Some are likely familiar with guitarist Frederic Hand who through the last quarter-century or so released a number of albums blending ancient musics with a touch of jazz. Lutenist Laudon Schuett takes a slightly different approach in his release Dedications: New Works for the Lute (Navona 6422). His is a collection of new music that uses various forms and musical techniques of the Renaissance and Baroque eras. Those whose knowledge of the lute repertoire from these periods will have a great time hearing how Schuett employs a sort of free fantasia approach that explores chromatic writing of the Renaissance as well as specific vocal techniques now applied to the lute itself. The various dance forms and fantasy's also adapt Italian and English lute music from specific generations. Each piece here also has a specific dedication to reveal a personal connection for Schuett and this adds a nice extra context for the music. The album sounds fairly good with a nice presence for the instrument. Certainly something worth tracking down and adding to one's playlist.
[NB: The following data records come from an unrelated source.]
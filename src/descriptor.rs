//! Out-of-band descriptor channel
//!
//! File handles cannot live in shared memory. They travel over the
//! connection socket as `SCM_RIGHTS` messages, each with a small payload
//! that keeps the two streams paired: a sequence tag for event handles, or
//! a fixed hello record during the connection handshake.

use crate::error::{FrameLinkError, Result};
use rustix::event::{poll, PollFd, PollFlags};
use rustix::fd::{AsFd, BorrowedFd, OwnedFd};
use rustix::io::Errno;
use rustix::net::{
    recv, recvmsg, sendmsg, RecvAncillaryBuffer, RecvAncillaryMessage, RecvFlags,
    SendAncillaryBuffer, SendAncillaryMessage, SendFlags,
};
use std::io::{IoSlice, IoSliceMut};
use std::os::unix::net::UnixStream;
use std::sync::atomic::{AtomicU64, Ordering};

/// One end of the descriptor channel
pub struct DescriptorChannel {
    stream: UnixStream,
    sent: AtomicU64,
    received: AtomicU64,
}

impl DescriptorChannel {
    pub fn new(stream: UnixStream) -> Self {
        Self {
            stream,
            sent: AtomicU64::new(0),
            received: AtomicU64::new(0),
        }
    }

    /// Connected pair, for in-process use and tests
    pub fn pair() -> Result<(Self, Self)> {
        let (a, b) = UnixStream::pair().map_err(FrameLinkError::Socket)?;
        Ok((Self::new(a), Self::new(b)))
    }

    pub fn stream(&self) -> &UnixStream {
        &self.stream
    }

    /// Send `payload` with an optional descriptor attached
    ///
    /// The caller keeps its own descriptor; the peer gets a duplicate.
    pub fn send_message(&self, payload: &[u8], fd: Option<BorrowedFd<'_>>) -> Result<()> {
        let fds = fd.map(|fd| [fd]);
        let mut space = [0u8; rustix::cmsg_space!(ScmRights(1))];
        let mut control = SendAncillaryBuffer::new(&mut space);
        if let Some(fds) = &fds {
            if !control.push(SendAncillaryMessage::ScmRights(fds)) {
                return Err(FrameLinkError::TransferFailed(
                    "ancillary buffer too small".into(),
                ));
            }
        }

        let mut written = loop {
            match sendmsg(
                &self.stream,
                &[IoSlice::new(payload)],
                &mut control,
                SendFlags::NOSIGNAL,
            ) {
                Ok(n) => break n,
                Err(Errno::INTR) => continue,
                Err(e) => return Err(map_send_error(e)),
            }
        };

        // The descriptor rode on the first chunk; finish the payload plainly
        while written < payload.len() {
            match rustix::net::send(&self.stream, &payload[written..], SendFlags::NOSIGNAL) {
                Ok(n) => written += n,
                Err(Errno::INTR) => continue,
                Err(e) => return Err(map_send_error(e)),
            }
        }
        Ok(())
    }

    /// Receive exactly `buf.len()` bytes and the descriptor sent with them
    pub fn recv_message(&self, buf: &mut [u8]) -> Result<Option<OwnedFd>> {
        let mut space = [0u8; rustix::cmsg_space!(ScmRights(1))];
        let mut control = RecvAncillaryBuffer::new(&mut space);

        let received = loop {
            match recvmsg(
                &self.stream,
                &mut [IoSliceMut::new(buf)],
                &mut control,
                RecvFlags::CMSG_CLOEXEC,
            ) {
                Ok(msg) => break msg.bytes,
                Err(Errno::INTR) => continue,
                Err(e) => return Err(FrameLinkError::Socket(e.into())),
            }
        };
        if received == 0 && !buf.is_empty() {
            return Err(FrameLinkError::PeerLost("descriptor channel closed".into()));
        }

        let mut handle = None;
        for message in control.drain() {
            if let RecvAncillaryMessage::ScmRights(fds) = message {
                for fd in fds {
                    // Extra descriptors are dropped (closed) here
                    if handle.is_none() {
                        handle = Some(fd);
                    }
                }
            }
        }

        let mut filled = received;
        while filled < buf.len() {
            match recv(&self.stream, &mut buf[filled..], RecvFlags::empty()) {
                Ok(0) => return Err(FrameLinkError::PeerLost("descriptor channel closed".into())),
                Ok(n) => filled += n,
                Err(Errno::INTR) => continue,
                Err(e) => return Err(FrameLinkError::Socket(e.into())),
            }
        }
        Ok(handle)
    }

    /// Send a descriptor that belongs to the next descriptor-carrying event
    pub fn send_fd(&self, fd: BorrowedFd<'_>) -> Result<u64> {
        let tag = self.sent.fetch_add(1, Ordering::AcqRel);
        self.send_message(&tag.to_le_bytes(), Some(fd))?;
        Ok(tag)
    }

    /// Receive the descriptor for the event just popped
    pub fn recv_fd(&self) -> Result<OwnedFd> {
        let mut tag = [0u8; 8];
        let handle = self.recv_message(&mut tag)?;
        let tag = u64::from_le_bytes(tag);
        let expected = self.received.fetch_add(1, Ordering::AcqRel);

        if tag != expected {
            return Err(FrameLinkError::TransferFailed(format!(
                "descriptor stream out of step: tag {} expected {}",
                tag, expected
            )));
        }
        handle.ok_or_else(|| FrameLinkError::TransferFailed("message carried no descriptor".into()))
    }

    /// Check, without blocking, that the peer still holds its end
    pub fn check_peer(&self) -> Result<()> {
        let mut fds = [PollFd::new(&self.stream, PollFlags::IN)];
        loop {
            match poll(&mut fds, 0) {
                Ok(_) => break,
                Err(Errno::INTR) => continue,
                Err(e) => return Err(FrameLinkError::Socket(e.into())),
            }
        }

        let revents = fds[0].revents();
        if revents.intersects(PollFlags::HUP | PollFlags::ERR) {
            return Err(FrameLinkError::PeerLost("peer closed the connection".into()));
        }
        if revents.contains(PollFlags::IN) {
            let mut peek = [0u8; 1];
            match recv(&self.stream, &mut peek, RecvFlags::PEEK | RecvFlags::DONTWAIT) {
                Ok(0) => return Err(FrameLinkError::PeerLost("peer closed the connection".into())),
                Ok(_) | Err(Errno::AGAIN) | Err(Errno::INTR) => {}
                Err(e) => return Err(FrameLinkError::Socket(e.into())),
            }
        }
        Ok(())
    }

    pub fn as_fd(&self) -> BorrowedFd<'_> {
        self.stream.as_fd()
    }
}

fn map_send_error(e: Errno) -> FrameLinkError {
    match e {
        Errno::PIPE | Errno::CONNRESET => FrameLinkError::PeerLost("peer closed the connection".into()),
        other => FrameLinkError::Socket(other.into()),
    }
}

#[cfg(test)]
mod tests {
    use super::*;
    use crate::shm::ShmRegion;

    #[test]
    fn test_fd_arrives_usable() {
        let (a, b) = DescriptorChannel::pair().unwrap();
        let region = ShmRegion::anonymous("fd_pass", 4096).unwrap();
        region.write_bytes(0, b"handle").unwrap();

        a.send_fd(region.fd()).unwrap();
        let fd = b.recv_fd().unwrap();

        let mapped = ShmRegion::from_fd(fd, "fd_pass").unwrap();
        assert_eq!(mapped.slice(0, 6).unwrap(), b"handle");
    }

    #[test]
    fn test_fds_keep_order() {
        let (a, b) = DescriptorChannel::pair().unwrap();
        let first = ShmRegion::anonymous("first", 4096).unwrap();
        let second = ShmRegion::anonymous("second", 8192).unwrap();

        a.send_fd(first.fd()).unwrap();
        a.send_fd(second.fd()).unwrap();

        let one = ShmRegion::from_fd(b.recv_fd().unwrap(), "one").unwrap();
        let two = ShmRegion::from_fd(b.recv_fd().unwrap(), "two").unwrap();
        assert_eq!(one.size(), 4096);
        assert_eq!(two.size(), 8192);
    }

    #[test]
    fn test_message_without_descriptor() {
        let (a, b) = DescriptorChannel::pair().unwrap();
        a.send_message(b"hello, peer", None).unwrap();

        let mut buf = [0u8; 11];
        assert!(b.recv_message(&mut buf).unwrap().is_none());
        assert_eq!(&buf, b"hello, peer");
    }

    #[test]
    fn test_peer_loss_detected() {
        let (a, b) = DescriptorChannel::pair().unwrap();
        assert!(a.check_peer().is_ok());

        drop(b);
        assert!(matches!(a.check_peer(), Err(FrameLinkError::PeerLost(_))));
        assert!(matches!(
            a.send_message(b"x", None),
            Err(FrameLinkError::PeerLost(_))
        ));
    }

    #[test]
    fn test_pending_data_is_not_peer_loss() {
        let (a, b) = DescriptorChannel::pair().unwrap();
        let region = ShmRegion::anonymous("pending", 4096).unwrap();
        a.send_fd(region.fd()).unwrap();
        assert!(b.check_peer().is_ok());
        assert!(b.recv_fd().is_ok());
    }
}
In this third volume of Figments (Navona 6419), listeners are treated to a variety of contemporary chamber music. There are six composers represented here with music for various combinations of trios and quartets. The album moves along using a particular instrumental thread to move us through these diverse styles. Jacob Goodman's delightful Variations for a Rainy Afternoon for flute and string trio opens the album. His tonal modernist style is similar to that employed by Gary Belshaw in his brief Piccolo and Chalumeau. Both works have a nice wit and interplay on display here. A Trio for Oboe, Horn, and Piano by Andrew Lewinter follows. This three-movement work is also cast in a semi-romantic style with some beautiful lyrical writing and dialogue writing that appears in the opening movement. This comes out a bit more in the central "Romanza" appropriately. The final movement is a delightful set of theme and variations. Lewinter's writing allows both soloists to shine well here with fine interplay and gorgeous writing with the piano also adding to the discussion punctuating sections well. No less wit, but slightly more modern in tone is Thomas Mann, Jr.'s odd little Dance of the Lizards. Here flute, clarinet, violin, and cello intertwine for a piece that moves us a little further into some disjointed tonal writing for excellent effect. The octet Three Autumn Sketches by Elliott Miles McKinley is slightly more experimental still focusing on smaller motivic ideas and gestures across the three evocative movements. It is an excellent little work with good dramatic writing that moves things forward well. Instrumental color is also explored. Also interesting is a sort of mini tone poem by Eleanor Alberga, Shining Gate of Morpheus for horn and string quartet. In this work, Alberga's motives are shaped to reflect the ongoing shift in one's dreams. It makes for a fine conclusion to this excellent collection of chamber pieces. These works also feel like they would make great additions to repertoire of any ensemble as they are mostly composed in accessible language with excellent dramatic shape that also sound quite fun to play.

Both these albums are available in streaming platforms and are easily recommended for fans of early music and/or chamber music.